6.4 1543
6.4.1 Copernicus' book on astronomy
On the Revolutions of the Celestial Spheres, by the Polish canon and astronomer Nicolaus Copernicus, was first. printed in Nuremberg in May 1543, Copernicus' revolutionary book overturned the medieval belief that the earth lay at the centre of the universe. Copernicus' vision of the heavens showed that the earth, along with all the other known planets, rotated around the sun. Copernicus subtly revised the work of classical Greek and Arabic astronomy scholars. He argued that 'they did not achieve their aim, which we hope to reach by accepting the fact that the earth moves'.

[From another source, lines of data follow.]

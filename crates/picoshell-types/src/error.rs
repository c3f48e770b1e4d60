//! Error types for picoshell.

use std::io;

/// Reasons the tokenizer rejects a line.
#[derive(Debug, Clone, Copy, PartialEq, Eq, thiserror::Error)]
pub enum TokenizeError {
    /// An opening quote was never closed.
    #[error("unclosed quote")]
    UnclosedQuote,

    /// A closing quote was followed by something other than a space.
    #[error("no space after quote")]
    NoSpaceAfterQuote,

    /// The line holds more tokens than the configured bound.
    #[error("too many tokens")]
    TooManyTokens,
}

/// How a shell message is framed on the terminal.
#[derive(Debug, Clone, Copy, PartialEq, Eq, Hash)]
pub enum Severity {
    Info,
    Warning,
    Error,
}

/// Errors produced by the shell.
#[derive(Debug, thiserror::Error)]
pub enum ShellError {
    #[error("commands already registered")]
    AlreadyRegistered,

    #[error("shell already started")]
    AlreadyStarted,

    #[error("no commands to register")]
    NoCommands,

    #[error("invalid command tree: {0}")]
    InvalidTree(String),

    #[error("invalid input: {0}")]
    Tokenize(#[from] TokenizeError),

    #[error("{0}: command not found")]
    CommandNotFound(String),

    #[error("{name}: subcommand not found")]
    SubcommandNotFound {
        /// The token that failed to resolve.
        name: String,
        /// The path resolved so far.
        parent: String,
    },

    #[error("incomplete command: '{0}'")]
    Incomplete(String),

    #[error("no help entry for '{0}'")]
    NoHelpEntry(String),

    #[error("command handler is being executed")]
    Busy,

    #[error("failed to add item to command queue")]
    JobQueueFull,

    #[error("command worker is not running")]
    WorkerGone,

    #[error("failed to allocate memory for sorted commands")]
    OutOfMemory,

    #[error("command error: {0}")]
    Command(String),

    #[error("config error: {0}")]
    Config(String),

    #[error("I/O error: {0}")]
    Io(#[from] io::Error),

    #[error("TOML parse error: {0}")]
    TomlParse(#[from] toml::de::Error),
}

impl ShellError {
    /// Resolution problems are warnings; everything else is an error.
    pub fn severity(&self) -> Severity {
        match self {
            Self::CommandNotFound(_)
            | Self::SubcommandNotFound { .. }
            | Self::Incomplete(_)
            | Self::NoHelpEntry(_)
            | Self::Busy => Severity::Warning,
            _ => Severity::Error,
        }
    }

    /// Follow-up line telling the user where to look next, if any.
    pub fn hint(&self) -> Option<String> {
        match self {
            Self::CommandNotFound(_) => {
                Some("type 'help' for a list of available commands".to_string())
            },
            Self::SubcommandNotFound { parent, .. } | Self::Incomplete(parent) => Some(format!(
                "type 'help {parent}' for a list of available subcommands"
            )),
            _ => None,
        }
    }
}

/// Convenience alias.
pub type Result<T> = std::result::Result<T, ShellError>;
//! Demo command tree.

use std::sync::Arc;
use std::sync::atomic::{AtomicBool, Ordering};
use std::thread;
use std::time::{Duration, Instant};

use picoshell_terminal::{Command, CommandHandler, MessageSink};
use picoshell_types::error::{Result, ShellError};

/// Build the demo tree: `ping`, `echo`, `led on|off|blink`, `sys info|uptime`
/// and `sleep`.
pub fn demo_commands() -> Vec<Command> {
    let led = Arc::new(Led::default());
    let started = Instant::now();
    vec![
        Command::new("ping", "reply with pong").with_handler_object(Arc::new(PingCmd)),
        Command::new("echo", "print the arguments").with_handler_object(Arc::new(EchoCmd)),
        Command::new("led", "control the status LED").with_subcommands(vec![
            Command::new("on", "turn the LED on").with_handler_object(Arc::new(LedCmd {
                led: Arc::clone(&led),
                action: LedAction::On,
            })),
            Command::new("off", "turn the LED off").with_handler_object(Arc::new(LedCmd {
                led: Arc::clone(&led),
                action: LedAction::Off,
            })),
            Command::new("blink", "blink the LED [count]").with_handler_object(Arc::new(
                LedCmd {
                    led,
                    action: LedAction::Blink,
                },
            )),
        ]),
        Command::new("sys", "system information").with_subcommands(vec![
            Command::new("info", "show build information").with_handler_object(Arc::new(InfoCmd)),
            Command::new("uptime", "show time since start")
                .with_handler_object(Arc::new(UptimeCmd { started })),
        ]),
        Command::new("sleep", "block the worker for <ms> milliseconds")
            .with_handler_object(Arc::new(SleepCmd)),
    ]
}

fn usage(text: &str) -> ShellError {
    ShellError::Command(format!("usage: {text}"))
}

// ---------------------------------------------------------------------------
// ping / echo
// ---------------------------------------------------------------------------

struct PingCmd;
impl CommandHandler for PingCmd {
    fn execute(&self, _args: &[&str], out: &dyn MessageSink) -> Result<()> {
        out.print("pong\n");
        Ok(())
    }
}

struct EchoCmd;
impl CommandHandler for EchoCmd {
    fn execute(&self, args: &[&str], out: &dyn MessageSink) -> Result<()> {
        out.print(&format!("{}\n", args.join(" ")));
        Ok(())
    }
}

// ---------------------------------------------------------------------------
// led
// ---------------------------------------------------------------------------

/// Stand-in for a GPIO pin.
#[derive(Default)]
struct Led {
    lit: AtomicBool,
}

impl Led {
    fn set(&self, on: bool) {
        self.lit.store(on, Ordering::Relaxed);
    }

    fn is_on(&self) -> bool {
        self.lit.load(Ordering::Relaxed)
    }
}

#[derive(Clone, Copy)]
enum LedAction {
    On,
    Off,
    Blink,
}

const BLINK_DEFAULT: u32 = 3;
const BLINK_PERIOD: Duration = Duration::from_millis(100);

struct LedCmd {
    led: Arc<Led>,
    action: LedAction,
}

impl CommandHandler for LedCmd {
    fn execute(&self, args: &[&str], out: &dyn MessageSink) -> Result<()> {
        match self.action {
            LedAction::On => {
                self.led.set(true);
                out.print("led: on\n");
            },
            LedAction::Off => {
                self.led.set(false);
                out.print("led: off\n");
            },
            LedAction::Blink => {
                let count = match args.first() {
                    Some(n) => n.parse::<u32>().map_err(|_| usage("led blink [count]"))?,
                    None => BLINK_DEFAULT,
                };
                let initial = self.led.is_on();
                for _ in 0..count {
                    self.led.set(!initial);
                    thread::sleep(BLINK_PERIOD);
                    self.led.set(initial);
                    thread::sleep(BLINK_PERIOD);
                }
                out.print(&format!("led: blinked {count} times\n"));
            },
        }
        Ok(())
    }
}

// ---------------------------------------------------------------------------
// sys
// ---------------------------------------------------------------------------

struct InfoCmd;
impl CommandHandler for InfoCmd {
    fn execute(&self, _args: &[&str], out: &dyn MessageSink) -> Result<()> {
        out.print(&format!(
            "{} {} ({})\n",
            env!("CARGO_PKG_NAME"),
            env!("CARGO_PKG_VERSION"),
            std::env::consts::ARCH
        ));
        Ok(())
    }
}

struct UptimeCmd {
    started: Instant,
}

impl CommandHandler for UptimeCmd {
    fn execute(&self, _args: &[&str], out: &dyn MessageSink) -> Result<()> {
        let uptime = self.started.elapsed().as_secs();
        let hours = uptime / 3600;
        let mins = (uptime % 3600) / 60;
        let secs = uptime % 60;
        out.print(&format!("Uptime: {hours}h {mins}m {secs}s\n"));
        Ok(())
    }
}

// ---------------------------------------------------------------------------
// sleep
// ---------------------------------------------------------------------------

struct SleepCmd;
impl CommandHandler for SleepCmd {
    fn execute(&self, args: &[&str], out: &dyn MessageSink) -> Result<()> {
        let [ms] = args else {
            return Err(usage("sleep <ms>"));
        };
        let ms: u64 = ms.parse().map_err(|_| usage("sleep <ms>"))?;
        thread::sleep(Duration::from_millis(ms));
        out.print(&format!("slept {ms} ms\n"));
        Ok(())
    }
}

Copernicus' attempt to limit the revolutionary significance of his ideas by accommodating them within a classical scientific tradition failed. The Catholic Church was horrified and condemned the book. Luther also angrily denounced Copernicus, exclaiming, 'This fool wants to turn the entire art of astronomy upside down'. Copernicus' argument overturned the biblical belief that the earth—and humanity with it—was at the centre of the universe. This was a dangerous but liberating idea: the individual adrift in a meaningless universe, free from the divine order imposed by the church.
6.4.2 Vesalius' book on the human body
On the Structure of the Human Body was published in Basle in June 1543.  This marked the beginning of modern observational science.  The dramatic title page depicts Vesalius conducting a graphic public anatomy lesson, held in a Palladian-style 'theatre', surrounded by students, citizens, and fellow physicians. Vesalius calmly returns our gaze as he peels back the female cadaver's abdomen. This gesture voyeuristically invites the reader to open the book and follow the anatomist as he reduces the human body to the skeleton that hovers above the dissected body. Vesalius revealed the mystery of the inner body as a complex map of flesh, blood, and bone, a potentially infinite source of study.
Like Copernicus, Vesalius' anatomical studies were based on methodical observation and analysis. For Copernicus, this meant gazing at the stars through scientific instruments of his own invention. For Vesalius it meant stealing the bodies of the condemned and the diseased, to which he confessed: 'I was not afraid to snatch in the middle of the night what I so longed for'. While Vesalius discovered the microscopic secrets of the human body, Copernicus explored the macrocosmic mysteries of the universe.
The implications were profound. Copernicus ultimately transformed scientific apprehensions of time and space by undermining the notion of a divinely ordered world awaiting the final biblical Day of Judgement. Instead, the earth was envisaged as one planet amongst the vast, empty time and space of the universe. Vesalius envisaged the individual as an infinitely complex and intricate mechanism of blood, flesh, and bone.